Si richiama alla dimensione utopica dell’opera del filosofo Tommaso Campanella, invece, La Città del sole di Studio Labics che, in zona stazione Tiburtina, mette in connessione spazi pubblici, di transito, e ville private. «La scelta del nome nasce proprio dalla volontà di realizzare una porzione di città in cui privilegiare lo spazio pubblico e una visione egualitaria della società» raccontano gli autori del progetto. Che vuole essere anche un omaggio a Innocenzo Sabatini, «architetto che ha realizzato alcuni straordinari interventi di edilizia pubblica a Roma all’inizio del Novecento tra i quali il Tiburtino II, nel lotto limitrofo al nostro, e la celebre casa a gradoni chiamata “Casa del Sole” in via della Lega Lombarda».
L’obiettivo della Città del sole è ambizioso: fa pensare all’antico concetto greco di eudamonia: cioè a un’idea di sviluppo felice in cui la realizzazione del singolo, del privato, non va a detrimento del pubblico, ma anzi ne è di stimolo. «È proprio quello che abbiamo cercato di fare, assumendoci anche una buona dose di rischio», confermano i due architetti romani. «La continuità e la ricchezza degli spazi aperti, che si estendono su più livelli, sono la testimonianza della nostra fiducia nella dimensione pubblica della città. Che altrimenti rischia di ridursi ad una serie di isole recintate». In questo caso alla base del concorso c’era un piano di assetto redatto dal Comune che dava indicazioni abbastanza precise sui requisiti urbani che il progetto avrebbe dovuto soddisfare e sull’importanza dello spazio pubblico. «Il ruolo delle amministrazioni è fondamentale per la trasformazione delle città, per la creazione di una piattaforma di valori strategici condivisi», sottolineano gli architettono Francesco Isidori e Maria Claudia Clemente. «È importante poter progettare le strutture della città, che poi ne guidano le trasformazioni» sostengono i due architetti di Labics, citando un maestro come Aldo Rossi che identificava nei monumenti gli elementi propulsori delle dinamiche urbane. «Per noi, oltre ai monumenti, sono fondamentali le strade e le piazze, elementi chiave della dinamica urbana. L’architettura dunque non è più costruzione di oggetti ma di un sistema di relazioni».

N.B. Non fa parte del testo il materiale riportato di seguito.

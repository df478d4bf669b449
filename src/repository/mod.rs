use async_trait::async_trait;

use crate::domain::artist::Artist;
use crate::domain::types::ArtistId;
use crate::repository::errors::RepositoryResult;

pub mod errors;
pub mod http;
#[cfg(any(test, feature = "test-mocks"))]
pub mod mock;

pub use http::HttpArtistRepository;

/// Read access to the Artist Data API.
///
/// The backend offers no server-side filtering or pagination; callers fetch
/// the whole collection and narrow it down locally.
#[async_trait]
pub trait ArtistReader: Send + Sync {
    /// Fetches the complete artist collection in backend order.
    async fn list_artists(&self) -> RepositoryResult<Vec<Artist>>;
    async fn get_artist_by_id(&self, id: ArtistId) -> RepositoryResult<Option<Artist>>;
}
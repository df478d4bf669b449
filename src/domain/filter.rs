//! Client-side artist filter criteria.

use serde::{Deserialize, Serialize};

use crate::domain::artist::Artist;
use crate::domain::types::non_blank;

/// Optional constraints an artist must satisfy to stay in the filtered list.
///
/// Every present field is ANDed; an absent field places no constraint. Text
/// fields holding only whitespace are treated as absent.
#[derive(Clone, Debug, Default, PartialEq, Eq, Serialize, Deserialize)]
pub struct FilterCriteria {
    /// Case-insensitive substring of the artist name.
    pub name: Option<String>,
    /// Case-insensitive exact nationality.
    pub nationality: Option<String>,
    /// Case-insensitive exact art movement.
    pub style: Option<String>,
    /// Lowest accepted birth year, inclusive.
    pub min_year: Option<i32>,
    /// Highest accepted birth year, inclusive.
    pub max_year: Option<i32>,
}

impl FilterCriteria {
    pub fn new() -> Self {
        Self::default()
    }

    pub fn name(mut self, name: impl AsRef<str>) -> Self {
        self.name = non_blank(name);
        self
    }

    pub fn nationality(mut self, nationality: impl AsRef<str>) -> Self {
        self.nationality = non_blank(nationality);
        self
    }

    pub fn style(mut self, style: impl AsRef<str>) -> Self {
        self.style = non_blank(style);
        self
    }

    pub fn min_year(mut self, year: i32) -> Self {
        self.min_year = Some(year);
        self
    }

    pub fn max_year(mut self, year: i32) -> Self {
        self.max_year = Some(year);
        self
    }

    /// True when no field constrains the result.
    pub fn is_empty(&self) -> bool {
        text(&self.name).is_none()
            && text(&self.nationality).is_none()
            && text(&self.style).is_none()
            && self.min_year.is_none()
            && self.max_year.is_none()
    }

    /// Tests `artist` against every present constraint.
    pub fn matches(&self, artist: &Artist) -> bool {
        if let Some(name) = text(&self.name) {
            if !artist.name.to_lowercase().contains(&name.to_lowercase()) {
                return false;
            }
        }

        if let Some(nationality) = text(&self.nationality) {
            if !eq_ignore_case(artist.nationality.as_deref(), nationality) {
                return false;
            }
        }

        if let Some(style) = text(&self.style) {
            if !eq_ignore_case(artist.art_movement.as_deref(), style) {
                return false;
            }
        }

        // Missing birth years never disqualify.
        if let (Some(min), Some(born)) = (self.min_year, artist.birth_year) {
            if born < min {
                return false;
            }
        }

        if let (Some(max), Some(born)) = (self.max_year, artist.birth_year) {
            if born > max {
                return false;
            }
        }

        true
    }

    /// Returns the artists of `artists` that satisfy the criteria, in order.
    pub fn apply(&self, artists: &[Artist]) -> Vec<Artist> {
        artists
            .iter()
            .filter(|artist| self.matches(artist))
            .cloned()
            .collect()
    }
}

fn text(value: &Option<String>) -> Option<&str> {
    value.as_deref().map(str::trim).filter(|s| !s.is_empty())
}

fn eq_ignore_case(value: Option<&str>, expected: &str) -> bool {
    value.is_some_and(|v| v.to_lowercase() == expected.to_lowercase())
}
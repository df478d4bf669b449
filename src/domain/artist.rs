use serde::{Deserialize, Serialize};

use crate::domain::types::ArtistId;

/// Artist record as served by the Artist Data API.
#[derive(Clone, Debug, Serialize, Deserialize, PartialEq, Eq)]
pub struct Artist {
    pub id: ArtistId,
    pub name: String,
    #[serde(default)]
    pub birth_year: Option<i32>,
    #[serde(default)]
    pub death_year: Option<i32>,
    #[serde(default)]
    pub nationality: Option<String>,
    /// Movement or style the artist is associated with.
    #[serde(default)]
    pub art_movement: Option<String>,
    #[serde(default)]
    pub bio: Option<String>,
    #[serde(default)]
    pub image_url: Option<String>,
    #[serde(default)]
    pub notable_works: Vec<String>,
}

impl Artist {
    #[must_use]
    pub fn new(id: ArtistId, name: impl Into<String>) -> Self {
        Self {
            id,
            name: name.into(),
            birth_year: None,
            death_year: None,
            nationality: None,
            art_movement: None,
            bio: None,
            image_url: None,
            notable_works: Vec::new(),
        }
    }

    #[must_use]
    pub fn birth_year(mut self, year: i32) -> Self {
        self.birth_year = Some(year);
        self
    }

    #[must_use]
    pub fn death_year(mut self, year: i32) -> Self {
        self.death_year = Some(year);
        self
    }

    #[must_use]
    pub fn nationality(mut self, nationality: impl Into<String>) -> Self {
        self.nationality = Some(nationality.into());
        self
    }

    #[must_use]
    pub fn art_movement(mut self, movement: impl Into<String>) -> Self {
        self.art_movement = Some(movement.into());
        self
    }

    /// Lifespan label such as `1840–1926` or `b. 1881`.
    pub fn lifespan(&self) -> Option<String> {
        match (self.birth_year, self.death_year) {
            (Some(born), Some(died)) => Some(format!("{born}–{died}")),
            (Some(born), None) => Some(format!("b. {born}")),
            (None, Some(died)) => Some(format!("d. {died}")),
            (None, None) => None,
        }
    }
}

#[cfg(test)]
mod tests {
    use super::*;

    #[test]
    fn deserializes_sparse_backend_payload() {
        let artist: Artist = serde_json::from_str(
            r#"{"id": 3, "name": "Claude Monet", "birth_year": 1840, "nationality": null}"#,
        )
        .unwrap();

        assert_eq!(artist.id.get(), 3);
        assert_eq!(artist.birth_year, Some(1840));
        assert_eq!(artist.death_year, None);
        assert_eq!(artist.nationality, None);
        assert!(artist.notable_works.is_empty());
    }

    #[test]
    fn lifespan_covers_partial_dates() {
        let id = ArtistId::new(1).unwrap();
        assert_eq!(
            Artist::new(id, "Monet").birth_year(1840).death_year(1926).lifespan(),
            Some("1840–1926".to_string())
        );
        assert_eq!(
            Artist::new(id, "Picasso").birth_year(1881).lifespan(),
            Some("b. 1881".to_string())
        );
        assert_eq!(Artist::new(id, "Anonymous").lifespan(), None);
    }
}
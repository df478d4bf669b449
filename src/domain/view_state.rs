//! Immutable state of the artist list view.
//!
//! Every transition consumes the current state and returns the next one. The
//! derived collections (`filtered_artists`, `page_artists`, `total_matched`)
//! are recomputed inside each transition, so a `ViewState` value is always
//! internally consistent:
//!
//! * `page_artists` is the slice of `filtered_artists` starting at
//!   `(current_page - 1) * page_size`, at most `page_size` long;
//! * `total_matched == filtered_artists.len()`;
//! * changing the criteria or the page size puts the view back on page 1.
//!
//! Pages past the end of the filtered list yield an empty window rather than
//! being clamped.

use std::fmt::Display;

use crate::domain::artist::Artist;
use crate::domain::filter::FilterCriteria;
use crate::domain::types::PageSize;

/// Message shown to the user when the artist collection cannot be fetched.
pub const LOAD_ERROR_MESSAGE: &str = "Failed to load artists. Please try again later.";

#[derive(Clone, Debug, PartialEq)]
pub struct ViewState {
    raw_artists: Vec<Artist>,
    filtered_artists: Vec<Artist>,
    page_artists: Vec<Artist>,
    criteria: FilterCriteria,
    current_page: usize,
    page_size: PageSize,
    total_matched: usize,
    is_loading: bool,
    last_error: Option<String>,
}

impl Default for ViewState {
    fn default() -> Self {
        Self::new(PageSize::default())
    }
}

impl ViewState {
    /// Empty view on page 1 with no criteria.
    pub fn new(page_size: PageSize) -> Self {
        Self {
            raw_artists: Vec::new(),
            filtered_artists: Vec::new(),
            page_artists: Vec::new(),
            criteria: FilterCriteria::default(),
            current_page: 1,
            page_size,
            total_matched: 0,
            is_loading: false,
            last_error: None,
        }
    }

    /// Marks a fetch as in flight and clears the previous error.
    #[must_use]
    pub fn begin_load(self) -> Self {
        Self {
            is_loading: true,
            last_error: None,
            ..self
        }
    }

    /// Stores the outcome of a fetch.
    ///
    /// A successful fetch replaces the raw collection and recomputes the
    /// derived data under the current criteria and page. A failed fetch empties
    /// every collection and records [`LOAD_ERROR_MESSAGE`]. Either way the view
    /// stops loading, so when fetches overlap the last one to finish wins.
    #[must_use]
    pub fn finish_load<E: Display>(self, result: Result<Vec<Artist>, E>) -> Self {
        match result {
            Ok(artists) => Self {
                raw_artists: artists,
                is_loading: false,
                last_error: None,
                ..self
            }
            .refilter(),
            Err(err) => {
                log::error!("Failed to load artists: {err}");
                Self {
                    raw_artists: Vec::new(),
                    is_loading: false,
                    last_error: Some(LOAD_ERROR_MESSAGE.to_string()),
                    ..self
                }
                .refilter()
            }
        }
    }

    /// Replaces the criteria wholesale and returns to page 1.
    #[must_use]
    pub fn apply_filter(self, criteria: FilterCriteria) -> Self {
        log::debug!("Applying artist filter {criteria:?}");
        Self {
            criteria,
            current_page: 1,
            ..self
        }
        .refilter()
    }

    /// Moves to the 1-indexed `page`. Page 0 is read as page 1.
    #[must_use]
    pub fn set_page(self, page: usize) -> Self {
        Self {
            current_page: page.max(1),
            ..self
        }
        .repaginate()
    }

    /// Changes the page size and returns to page 1.
    #[must_use]
    pub fn set_page_size(self, page_size: PageSize) -> Self {
        Self {
            page_size,
            current_page: 1,
            ..self
        }
        .repaginate()
    }

    fn refilter(mut self) -> Self {
        self.filtered_artists = self.criteria.apply(&self.raw_artists);
        self.total_matched = self.filtered_artists.len();
        self.repaginate()
    }

    fn repaginate(mut self) -> Self {
        let size = self.page_size.get();
        let start = (self.current_page - 1).saturating_mul(size);
        self.page_artists = self
            .filtered_artists
            .iter()
            .skip(start)
            .take(size)
            .cloned()
            .collect();
        log::debug!(
            "Showing page {} ({} of {} matched artists)",
            self.current_page,
            self.page_artists.len(),
            self.total_matched
        );
        self
    }

    pub fn raw_artists(&self) -> &[Artist] {
        &self.raw_artists
    }

    pub fn filtered_artists(&self) -> &[Artist] {
        &self.filtered_artists
    }

    pub fn page_artists(&self) -> &[Artist] {
        &self.page_artists
    }

    pub fn criteria(&self) -> &FilterCriteria {
        &self.criteria
    }

    pub fn current_page(&self) -> usize {
        self.current_page
    }

    pub fn page_size(&self) -> PageSize {
        self.page_size
    }

    pub fn total_matched(&self) -> usize {
        self.total_matched
    }

    /// Number of pages needed for the filtered list. Zero when nothing matched.
    pub fn total_pages(&self) -> usize {
        self.total_matched.div_ceil(self.page_size.get())
    }

    pub fn is_loading(&self) -> bool {
        self.is_loading
    }

    pub fn last_error(&self) -> Option<&str> {
        self.last_error.as_deref()
    }

    /// Loaded without error but nothing matched the criteria.
    pub fn is_empty_result(&self) -> bool {
        !self.is_loading && self.last_error.is_none() && self.total_matched == 0
    }
}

E con questa idea di città e delle piazze come spazi di incontro e di relazione umana, rinnovando l’antica tradizione romana delle fontane, sono nati anche lavori dell’architetto Francesco Mirone, Corrado Landi e dall’architetto Daniela Gualdi che racconta: «C’è un avvenimento che tutti conosciamo e che ha girato il mondo, un’immagine fortissima a cui spesso mi capitava di pensare, mentre lavoravamo in quegli anni, e che riguarda la città, un’immagine del novembre 1989: la caduta del muro di Berlino e la riunificazione di una città divisa. Noi arrivammo dopo, perché solo allora fu di nuovo possibile parlare di bellezza della città, di qualificare le periferie, di rapporto tra spazio pubblico e arte. Il vento nuovo della vecchia Europa chiedeva di ridare un volto alle città: sono stati anni di importanti concorsi internazionali, gli anni di una ricerca e di una cultura della città che ha toccato livelli altissimi. Le nostre piazze nacquero in quel clima, poi c’è stato uno smarrimento culturale che toglie respiro. Ma tutto quello che era riuscito va aspramente difeso oggi, più che mai».